**Your assignment:** The lines below that include the word "reqwest" are to be reported.

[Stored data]
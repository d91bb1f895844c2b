//! The call application as posted by the website form.
//!
//! The wire body is form-urlencoded with bracketed keys; [`form::decode`]
//! turns it into a nested JSON object, which is what gets archived.
//! [`schema::validate`] checks that object strictly and yields a
//! [`Submission`], while [`Submission::from_archive`] reads archived objects
//! leniently because older submissions predate some fields.

pub mod form;
mod request_id;
pub mod sanitize;
pub mod schema;

use std::collections::BTreeMap;

use serde::{Deserialize, Serialize};
use serde_json::{Map, Value};

pub use form::{decode, FormDecodeError};
pub use request_id::RequestId;
pub use sanitize::{escape_markup, escape_value};
pub use schema::{validate, ValidationError, ValidationIssue};

/// Maximum length of short field values, in characters.
pub const SHORT_FIELD_MAX_CHARS: usize = 100;

/// The fixed set of fields the form can post.
#[derive(Debug, Clone, Copy, PartialEq, Eq, Hash, PartialOrd, Ord)]
pub enum FieldKey {
    Name,
    Email,
    Website,
    Phone,
    AlreadyInterested,
    Package,
    CommercialUse,
    CommunityThoughts,
    Contribution,
    Other,
}

impl FieldKey {
    pub const ALL: [FieldKey; 10] = [
        FieldKey::Name,
        FieldKey::Email,
        FieldKey::Website,
        FieldKey::Phone,
        FieldKey::AlreadyInterested,
        FieldKey::Package,
        FieldKey::CommercialUse,
        FieldKey::CommunityThoughts,
        FieldKey::Contribution,
        FieldKey::Other,
    ];

    /// Key used by the form under `fields[...]`.
    pub fn wire_name(self) -> &'static str {
        match self {
            FieldKey::Name => "name",
            FieldKey::Email => "email",
            FieldKey::Website => "website",
            FieldKey::Phone => "telefon",
            FieldKey::AlreadyInterested => "interessentin",
            FieldKey::Package => "paket",
            FieldKey::CommercialUse => "gewerbe_nutzung",
            FieldKey::CommunityThoughts => "gedanken_community",
            FieldKey::Contribution => "einbringen",
            FieldKey::Other => "sonstiges",
        }
    }

    pub fn from_wire(name: &str) -> Option<Self> {
        Self::ALL.into_iter().find(|key| key.wire_name() == name)
    }

    /// Short fields are single-line inputs capped at [`SHORT_FIELD_MAX_CHARS`].
    pub fn is_short(self) -> bool {
        !matches!(
            self,
            FieldKey::CommercialUse
                | FieldKey::CommunityThoughts
                | FieldKey::Contribution
                | FieldKey::Other
        )
    }
}

/// One field as posted by the form builder.
#[derive(Debug, Clone, Default, PartialEq, Eq, Serialize, Deserialize)]
#[serde(default)]
pub struct FieldRecord {
    pub id: String,
    #[serde(rename = "type")]
    pub kind: String,
    pub title: String,
    pub value: String,
    pub raw_value: String,
    pub required: String,
}

impl FieldRecord {
    fn from_value(value: &Value) -> Option<Self> {
        let object = value.as_object()?;
        let text = |key: &str| {
            object
                .get(key)
                .and_then(Value::as_str)
                .unwrap_or_default()
                .to_string()
        };

        Some(Self {
            id: text("id"),
            kind: text("type"),
            title: text("title"),
            value: text("value"),
            raw_value: text("raw_value"),
            required: text("required"),
        })
    }
}

/// Identity of the form that produced the submission.
#[derive(Debug, Clone, Default, PartialEq, Eq)]
pub struct FormInfo {
    pub id: Option<String>,
    pub name: Option<String>,
}

/// A submission with every present field parsed into a [`FieldRecord`].
#[derive(Debug, Clone, Default, PartialEq)]
pub struct Submission {
    pub form: FormInfo,
    fields: BTreeMap<FieldKey, FieldRecord>,
    pub meta: Map<String, Value>,
}

impl Submission {
    pub fn new(form: FormInfo, meta: Map<String, Value>) -> Self {
        Self {
            form,
            fields: BTreeMap::new(),
            meta,
        }
    }

    pub fn with_field(mut self, key: FieldKey, record: FieldRecord) -> Self {
        self.fields.insert(key, record);
        self
    }

    pub fn insert_field(&mut self, key: FieldKey, record: FieldRecord) {
        self.fields.insert(key, record);
    }

    pub fn field(&self, key: FieldKey) -> Option<&FieldRecord> {
        self.fields.get(&key)
    }

    /// Display value of a field, empty when the field was not posted.
    pub fn value(&self, key: FieldKey) -> &str {
        self.field(key)
            .map(|record| record.value.as_str())
            .unwrap_or_default()
    }

    /// Reads an archived raw body without enforcing the schema.
    ///
    /// Unknown keys are ignored, non-object field entries are skipped and
    /// non-string attributes read as empty.
    pub fn from_archive(raw: &Value) -> Self {
        let form_object = raw.get("form").and_then(Value::as_object);
        let form_text = |key: &str| {
            form_object
                .and_then(|form| form.get(key))
                .and_then(Value::as_str)
                .map(str::to_string)
        };
        let form = FormInfo {
            id: form_text("id"),
            name: form_text("name"),
        };

        let meta = raw
            .get("meta")
            .and_then(Value::as_object)
            .cloned()
            .unwrap_or_default();

        let mut submission = Submission::new(form, meta);
        if let Some(fields) = raw.get("fields").and_then(Value::as_object) {
            for key in FieldKey::ALL {
                if let Some(record) = fields.get(key.wire_name()).and_then(FieldRecord::from_value)
                {
                    submission.insert_field(key, record);
                }
            }
        }

        submission
    }
}
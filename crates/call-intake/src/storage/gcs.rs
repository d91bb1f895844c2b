use std::time::Duration;

use async_trait::async_trait;
use reqwest::{StatusCode, Url};
use serde::Deserialize;

use super::{StoreError, SubmissionStore};

const STORAGE_API: &str = "https://storage.googleapis.com";
const METADATA_TOKEN_URL: &str =
    "http://metadata.google.internal/computeMetadata/v1/instance/service-accounts/default/token";
const REQUEST_TIMEOUT: Duration = Duration::from_secs(30);
const METADATA_TIMEOUT: Duration = Duration::from_secs(5);

#[derive(Deserialize)]
struct AccessToken {
    access_token: String,
}

/// Google Cloud Storage bucket accessed through the JSON API with the
/// service account of the runtime environment.
#[derive(Debug, Clone)]
pub struct GcsStore {
    bucket: String,
    api_base: String,
    client: reqwest::Client,
}

impl GcsStore {
    pub fn new(bucket: String) -> Result<Self, StoreError> {
        Self::with_api_base(bucket, STORAGE_API)
    }

    pub fn with_api_base(bucket: String, api_base: &str) -> Result<Self, StoreError> {
        let client = reqwest::Client::builder()
            .timeout(REQUEST_TIMEOUT)
            .build()?;
        Ok(Self {
            bucket,
            api_base: api_base.trim_end_matches('/').to_string(),
            client,
        })
    }

    fn upload_url(&self, key: &str) -> Result<Url, StoreError> {
        let mut url = self.parse(format!(
            "{}/upload/storage/v1/b/{}/o",
            self.api_base, self.bucket
        ))?;
        url.query_pairs_mut()
            .append_pair("uploadType", "media")
            .append_pair("name", key);
        Ok(url)
    }

    fn object_url(&self, key: &str) -> Result<Url, StoreError> {
        let mut url = self.parse(format!("{}/storage/v1/b/{}/o", self.api_base, self.bucket))?;
        url.path_segments_mut()
            .map_err(|_| StoreError::InvalidUrl(self.api_base.clone()))?
            .push(key);
        Ok(url)
    }

    fn parse(&self, raw: String) -> Result<Url, StoreError> {
        Url::parse(&raw).map_err(|err| StoreError::InvalidUrl(format!("{raw}: {err}")))
    }

    async fn access_token(&self) -> Result<String, StoreError> {
        let response = self
            .client
            .get(METADATA_TOKEN_URL)
            .header("Metadata-Flavor", "Google")
            .timeout(METADATA_TIMEOUT)
            .send()
            .await
            .map_err(|err| {
                StoreError::Credentials(format!("metadata token request failed: {err}"))
            })?;

        if !response.status().is_success() {
            let status = response.status();
            let body = response.text().await.unwrap_or_default();
            return Err(StoreError::Credentials(format!(
                "metadata token request failed (status={status}): {body}"
            )));
        }

        let token: AccessToken = response
            .json()
            .await
            .map_err(|err| StoreError::Credentials(format!("metadata token read failed: {err}")))?;
        Ok(token.access_token)
    }

    async fn fetch(&self, key: &str, media: bool) -> Result<Option<reqwest::Response>, StoreError> {
        let mut url = self.object_url(key)?;
        if media {
            url.query_pairs_mut().append_pair("alt", "media");
        }
        let token = self.access_token().await?;
        let response = self.client.get(url).bearer_auth(token).send().await?;
        match response.status() {
            StatusCode::NOT_FOUND => Ok(None),
            status if status.is_success() => Ok(Some(response)),
            status => Err(StoreError::Status {
                key: key.to_string(),
                status: status.as_u16(),
                body: response.text().await.unwrap_or_default(),
            }),
        }
    }
}

#[async_trait]
impl SubmissionStore for GcsStore {
    async fn put(&self, key: &str, bytes: Vec<u8>) -> Result<(), StoreError> {
        let token = self.access_token().await?;
        let response = self
            .client
            .post(self.upload_url(key)?)
            .bearer_auth(token)
            .header(reqwest::header::CONTENT_TYPE, "application/json")
            .body(bytes)
            .send()
            .await?;

        let status = response.status();
        if status.is_success() {
            return Ok(());
        }
        Err(StoreError::Status {
            key: key.to_string(),
            status: status.as_u16(),
            body: response.text().await.unwrap_or_default(),
        })
    }

    async fn exists(&self, key: &str) -> Result<bool, StoreError> {
        Ok(self.fetch(key, false).await?.is_some())
    }

    async fn get(&self, key: &str) -> Result<Vec<u8>, StoreError> {
        let response = self
            .fetch(key, true)
            .await?
            .ok_or_else(|| StoreError::NotFound(key.to_string()))?;
        Ok(response.bytes().await?.to_vec())
    }
}

#[cfg(test)]
mod tests {
    use super::*;

    #[test]
    fn builds_json_api_urls() {
        let store = GcsStore::new("call-archive".to_string()).expect("client");
        assert_eq!(
            store.upload_url("1792065600000-0042.json").expect("url").as_str(),
            "https://storage.googleapis.com/upload/storage/v1/b/call-archive/o?uploadType=media&name=1792065600000-0042.json"
        );
        assert_eq!(
            store.object_url("1792065600000-0042.json").expect("url").as_str(),
            "https://storage.googleapis.com/storage/v1/b/call-archive/o/1792065600000-0042.json"
        );
    }

    #[test]
    fn object_names_are_percent_encoded() {
        let store = GcsStore::with_api_base("b".to_string(), "http://localhost:4443/").expect("client");
        assert_eq!(
            store.object_url("dir/a b.json").expect("url").as_str(),
            "http://localhost:4443/storage/v1/b/b/o/dir%2Fa%20b.json"
        );
    }
}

**Expected answer:**
use reqwest::{StatusCode, Url};
    client: reqwest::Client,
        let client = reqwest::Client::builder()
    async fn fetch(&self, key: &str, media: bool) -> Result<Option<reqwest::Response>, StoreError> {
            .header(reqwest::header::CONTENT_TYPE, "application/json")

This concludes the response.